▸ Instructions for the task:
Your response should be the lines from the one holding "pub enum SubsampleError" to the last line of the data below, copied exactly and with no additions.

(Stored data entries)
========

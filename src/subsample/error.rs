// SPDX-License-Identifier: GPL-2.0-or-later

use thiserror::Error;

#[derive(Debug, Error, PartialEq, Eq)]
pub enum SubsampleError {
    #[error("truncated bitstream: wanted {wanted} more bytes, got {got}")]
    Truncated { wanted: usize, got: usize },

    #[error("unsupported {codec} feature: {detail}")]
    Unsupported { codec: &'static str, detail: String },

    #[error("malformed {codec} bitstream: {detail}")]
    Malformed { codec: &'static str, detail: String },
}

========

▸ Response box:
pub enum SubsampleError {
    #[error("truncated bitstream: wanted {wanted} more bytes, got {got}")]
    Truncated { wanted: usize, got: usize },

    #[error("unsupported {codec} feature: {detail}")]
    Unsupported { codec: &'static str, detail: String },

    #[error("malformed {codec} bitstream: {detail}")]
    Malformed { codec: &'static str, detail: String },
}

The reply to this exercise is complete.